Land both when both exist at the source. The inventory table (what’s on the shelf right now) and the inventory_movements table (every stock change ever) are different data — the photo and the movements don’t always agree, because bulk imports often update inventory directly without logging a movement, and that kind of soft-rule violation is exactly the contamination your pipeline shouldn’t paper over. Land both, let the discrepancy be visible to consumers, and let the business decide which version of reality to trust for which question.

Downstream can reconstruct photos from movements if it wants to — stock as of any date is a SUM(quantity) WHERE created_at <= target_date. The inverse isn’t possible: you can’t recover individual movements from a snapshot total. Detail produces aggregates, aggregates don’t produce detail.
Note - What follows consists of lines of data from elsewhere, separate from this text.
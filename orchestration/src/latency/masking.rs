//! Masking devices — hiding generation gaps behind natural-seeming pauses.
//!
//! The ladder runs: direct delivery → spoken lead-in → visible thinking
//! indicator → text-only degraded mode. Masking is presentation-layer only
//! and always yields once real content arrives — no overlap, no content
//! loss.

use serde::{Deserialize, Serialize};

/// The escalating masking stages.
#[derive(Debug, Clone, Copy, PartialEq, Eq, PartialOrd, Ord, Serialize, Deserialize)]
#[serde(rename_all = "snake_case")]
pub enum MaskingStage {
    /// Content arrived fast enough — nothing to hide.
    Direct,
    /// A short pre-recorded lead-in plays while the response streams in.
    LeadIn,
    /// A visible thinking indicator covers a longer gap.
    Thinking,
    /// Delivery degraded to text-only.
    TextOnly,
}

impl std::fmt::Display for MaskingStage {
    fn fmt(&self, f: &mut std::fmt::Formatter<'_>) -> std::fmt::Result {
        match self {
            Self::Direct => write!(f, "direct"),
            Self::LeadIn => write!(f, "lead_in"),
            Self::Thinking => write!(f, "thinking"),
            Self::TextOnly => write!(f, "text_only"),
        }
    }
}

/// Bounded time budgets for each masking escalation.
#[derive(Debug, Clone, Serialize, Deserialize)]
pub struct MaskingBudget {
    /// Gap after which the lead-in plays.
    pub lead_in_after_ms: u64,
    /// Gap after which the thinking indicator shows.
    pub thinking_after_ms: u64,
    /// Gap after which delivery degrades to text-only.
    pub text_only_after_ms: u64,
}

impl Default for MaskingBudget {
    fn default() -> Self {
        Self {
            lead_in_after_ms: 350,
            thinking_after_ms: 2_000,
            text_only_after_ms: 10_000,
        }
    }
}

impl MaskingBudget {
    /// The stage appropriate for a gap of `gap_ms`.
    pub fn stage_for_gap(&self, gap_ms: u64) -> MaskingStage {
        if gap_ms >= self.text_only_after_ms {
            MaskingStage::TextOnly
        } else if gap_ms >= self.thinking_after_ms {
            MaskingStage::Thinking
        } else if gap_ms >= self.lead_in_after_ms {
            MaskingStage::LeadIn
        } else {
            MaskingStage::Direct
        }
    }

    /// Validate that the ladder is strictly increasing.
    pub fn validate(&self) -> Result<(), String> {
        if self.lead_in_after_ms >= self.thinking_after_ms
            || self.thinking_after_ms >= self.text_only_after_ms
        {
            return Err(format!(
                "masking ladder must be strictly increasing: {} < {} < {}",
                self.lead_in_after_ms, self.thinking_after_ms, self.text_only_after_ms
            ));
        }
        Ok(())
    }
}

/// Deterministic rotation of short lead-in lines.
#[derive(Debug, Clone)]
pub struct LeadInBank {
    lines: Vec<String>,
    next: usize,
}

impl LeadInBank {
    /// Create a bank from the given lines.
    pub fn new(lines: Vec<String>) -> Self {
        Self { lines, next: 0 }
    }

    /// The next lead-in line, rotating through the bank.
    pub fn next_line(&mut self) -> String {
        if self.lines.is_empty() {
            return "Hm, let me think about that for a second.".to_string();
        }
        let line = self.lines[self.next % self.lines.len()].clone();
        self.next += 1;
        line
    }
}

impl Default for LeadInBank {
    fn default() -> Self {
        Self::new(vec![
            "Right, so — here's what I keep coming back to.".to_string(),
            "Okay, let me push on this a bit.".to_string(),
            "Hm. One thing I want to pin down.".to_string(),
            "So, following up on that point.".to_string(),
        ])
    }
}

#[cfg(test)]
mod tests {
    use super::*;

    #[test]
    fn test_stage_ladder() {
        let budget = MaskingBudget::default();
        assert_eq!(budget.stage_for_gap(0), MaskingStage::Direct);
        assert_eq!(budget.stage_for_gap(349), MaskingStage::Direct);
        assert_eq!(budget.stage_for_gap(350), MaskingStage::LeadIn);
        assert_eq!(budget.stage_for_gap(2_000), MaskingStage::Thinking);
        assert_eq!(budget.stage_for_gap(10_000), MaskingStage::TextOnly);
    }

    #[test]
    fn test_stage_ordering() {
        assert!(MaskingStage::Direct < MaskingStage::LeadIn);
        assert!(MaskingStage::LeadIn < MaskingStage::Thinking);
        assert!(MaskingStage::Thinking < MaskingStage::TextOnly);
    }

    #[test]
    fn test_budget_validation() {
        assert!(MaskingBudget::default().validate().is_ok());
        let bad = MaskingBudget {
            lead_in_after_ms: 5_000,
            thinking_after_ms: 2_000,
            text_only_after_ms: 10_000,
        };
        assert!(bad.validate().is_err());
    }

    #[test]
    fn test_lead_in_rotation_is_deterministic() {
        let mut bank = LeadInBank::new(vec!["a".to_string(), "b".to_string()]);
        assert_eq!(bank.next_line(), "a");
        assert_eq!(bank.next_line(), "b");
        assert_eq!(bank.next_line(), "a");
    }

    #[test]
    fn test_empty_bank_fallback() {
        let mut bank = LeadInBank::new(vec![]);
        assert!(!bank.next_line().is_empty());
    }

    #[test]
    fn test_stage_display() {
        assert_eq!(MaskingStage::Direct.to_string(), "direct");
        assert_eq!(MaskingStage::LeadIn.to_string(), "lead_in");
        assert_eq!(MaskingStage::Thinking.to_string(), "thinking");
        assert_eq!(MaskingStage::TextOnly.to_string(), "text_only");
    }
}
//! Generation/speech gateway — the external collaborator boundary.
//!
//! The engine issues two kinds of requests: one-shot structured calls
//! (candidate generation, response evaluation) and streaming utterance
//! calls delivering an ordered fragment feed. Every call site tolerates
//! arbitrary delay and honors cancellation — a cancelled call must free
//! resources promptly and emit nothing afterwards.

pub mod http;
pub mod scripted;

use async_trait::async_trait;
use serde::{Deserialize, Serialize};
use std::sync::Arc;
use tokio::sync::mpsc;
use tokio_util::sync::CancellationToken;

use crate::context::Claim;
use crate::exchange::Evaluation;
use crate::types::{AgentId, ClaimId};

pub use http::HttpGateway;
pub use scripted::ScriptedGateway;

/// Error type for gateway operations.
#[derive(Debug, Clone, thiserror::Error)]
pub enum GatewayError {
    #[error("generation service unavailable: {0}")]
    Unavailable(String),

    #[error("malformed service response: {0}")]
    InvalidResponse(String),

    #[error("request cancelled")]
    Cancelled,

    #[error("http error: {0}")]
    Http(String),
}

/// Result type for gateway operations.
pub type GatewayResult<T> = Result<T, GatewayError>;

/// Shared reference to a gateway implementation.
pub type SharedGateway = Arc<dyn GenerationGateway>;

/// One-shot request for a speculative candidate question.
#[derive(Debug, Clone, Serialize, Deserialize)]
pub struct CandidateRequest {
    /// Requesting agent.
    pub agent_id: AgentId,
    /// Opaque persona block — passed through, never parsed here.
    pub persona: String,
    /// Rendered context payload from the context store.
    pub context: String,
    /// Slide the question should anchor to.
    pub slide_index: u32,
    /// Claim to target, if the trigger was claim-driven.
    pub target_claim: Option<Claim>,
}

/// Result of a candidate generation call.
#[derive(Debug, Clone, Serialize, Deserialize)]
pub struct GeneratedCandidate {
    /// The question text.
    pub text: String,
    /// Claim the generator chose to target, if any.
    pub claim_id: Option<ClaimId>,
}

/// One-shot request to evaluate a presenter response.
#[derive(Debug, Clone, Serialize, Deserialize)]
pub struct EvaluationRequest {
    /// Evaluating agent.
    pub agent_id: AgentId,
    /// Opaque persona block.
    pub persona: String,
    /// Rendered context payload.
    pub context: String,
    /// The agent utterance the presenter was responding to.
    pub question: String,
    /// The presenter's response text.
    pub presenter_response: String,
    /// Current turn number.
    pub turn: u32,
    /// Configured turn limit (so the generator can calibrate pressure).
    pub max_turns: u32,
}

/// What a streamed utterance is for.
#[derive(Debug, Clone, Copy, PartialEq, Eq, Serialize, Deserialize)]
#[serde(rename_all = "snake_case")]
pub enum UtteranceIntent {
    /// A live replacement for a stale candidate question.
    Question,
    /// A follow-up inside an exchange.
    FollowUp,
    /// An escalation statement inside an exchange.
    Escalation,
}

impl std::fmt::Display for UtteranceIntent {
    fn fmt(&self, f: &mut std::fmt::Formatter<'_>) -> std::fmt::Result {
        match self {
            Self::Question => write!(f, "question"),
            Self::FollowUp => write!(f, "follow_up"),
            Self::Escalation => write!(f, "escalation"),
        }
    }
}

/// Streaming request for live generation + synthesis.
#[derive(Debug, Clone, Serialize, Deserialize)]
pub struct UtteranceRequest {
    /// Speaking agent.
    pub agent_id: AgentId,
    /// Opaque persona block.
    pub persona: String,
    /// Rendered context payload.
    pub context: String,
    /// What the utterance is for.
    pub intent: UtteranceIntent,
    /// Free-text basis (the gap being targeted, the stale premise, ...).
    pub basis: String,
}

/// One event in a streamed utterance.
#[derive(Debug, Clone, Serialize, Deserialize)]
#[serde(tag = "type", rename_all = "snake_case")]
pub enum UtteranceEvent {
    /// An incremental text delta.
    Delta { text: String },
    /// The stream finished cleanly.
    Completed,
    /// The stream failed; no further events follow.
    Failed { error: String },
}

/// The generation/synthesis boundary.
///
/// Implementations must never assume synchronous completion and must stop
/// promptly when the cancellation token fires.
#[async_trait]
pub trait GenerationGateway: Send + Sync {
    /// Generate a candidate question for an agent.
    async fn generate_candidate(
        &self,
        request: CandidateRequest,
        cancel: CancellationToken,
    ) -> GatewayResult<GeneratedCandidate>;

    /// Evaluate a presenter response, returning exactly one outcome tag
    /// plus spoken text.
    async fn evaluate_response(
        &self,
        request: EvaluationRequest,
        cancel: CancellationToken,
    ) -> GatewayResult<Evaluation>;

    /// Stream a live utterance as an ordered fragment feed terminated by
    /// `Completed` or `Failed`.
    async fn stream_utterance(
        &self,
        request: UtteranceRequest,
        cancel: CancellationToken,
    ) -> GatewayResult<mpsc::Receiver<UtteranceEvent>>;
}

#[cfg(test)]
mod tests {
    use super::*;

    #[test]
    fn test_utterance_event_serde() {
        let event = UtteranceEvent::Delta {
            text: "What's the".to_string(),
        };
        let json = serde_json::to_string(&event).unwrap();
        assert!(json.contains("\"delta\""));

        let parsed: UtteranceEvent = serde_json::from_str("{\"type\":\"completed\"}").unwrap();
        assert!(matches!(parsed, UtteranceEvent::Completed));
    }

    #[test]
    fn test_intent_display() {
        assert_eq!(UtteranceIntent::Question.to_string(), "question");
        assert_eq!(UtteranceIntent::FollowUp.to_string(), "follow_up");
        assert_eq!(UtteranceIntent::Escalation.to_string(), "escalation");
    }
}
How the conversation actually plays out

The request always starts simple: “how much did we sell last month?” You land order_lines, build a view that sums quantity * unit_price grouped by month, and the consumer is happy. Then it goes:

“Can I see that by product?” — change the GROUP BY in the view, no pipeline change.
“Can I see which orders had returns?” — filter on quantity < 0 in the detail, only possible because the detail is there.
“Can I see the monthly trend for this specific SKU?” — filter the view by SKU, still no pipeline change.
“Wait, these numbers don’t match the ERP’s report” — compare your order_lines detail against the source row by row, only possible because you have the rows rather than just the total.

Every one of these follow-up questions is answerable because the detail was landed. None would be answerable if the pipeline had extracted SUM(quantity * unit_price) GROUP BY month. The consumer who said “I just need the monthly total” needed the detail all along — they just didn’t know it yet.

What consumers actually need

A pre-built view that aggregates the raw data for their specific use case. The view is downstream, documented, and changeable without touching the pipeline — and different consumers can have different aggregations over the same raw data. The sales team sees revenue by product, the finance team sees revenue by cost center, the warehouse team sees units shipped by location, all from the same order_lines table, each through their own view.

When the business logic changes (a new product category, a different grouping, a revised pricing formula), the view changes. The pipeline doesn’t.

Two anti-patterns to refuse, every time

Don’t extract SUMs instead of rows. SELECT product_id, SUM(quantity) FROM order_lines GROUP BY product_id as your extraction query means the per-line detail never reaches the destination. The total looks correct until someone needs to drill down, and then there’s nothing to drill into.

Don’t compute derived columns at extraction. revenue = quantity * unit_price in the extraction query is a business calculation baked into the pipeline. When the formula changes, every historical row is wrong and the only fix is a full backfill of the entire table. Land the raw columns, compute downstream.

This is the pattern I argue about most with non-technical clients, and the resolution is almost always the same: agree to build the view they wanted, but build it on top of the detail they didn’t think they needed. Six months later they always ask the question that would’ve sunk the pre-aggregated version, and the view answers it without anyone touching the pipeline. That’s the test.

The deeper point is about where the cost of a wrong decision lives. A pipeline that pre-aggregates pushes the cost of every future schema change, every business-rule update, every drill-down request into a backfill of all historical data. A pipeline that lands detail pushes those costs into a downstream view that takes minutes to change. Neither is free, but one is recoverable and the other is a rebuild. Land the detail, build the photo downstream, and let the business own the part of the system they’re actually equipped to change.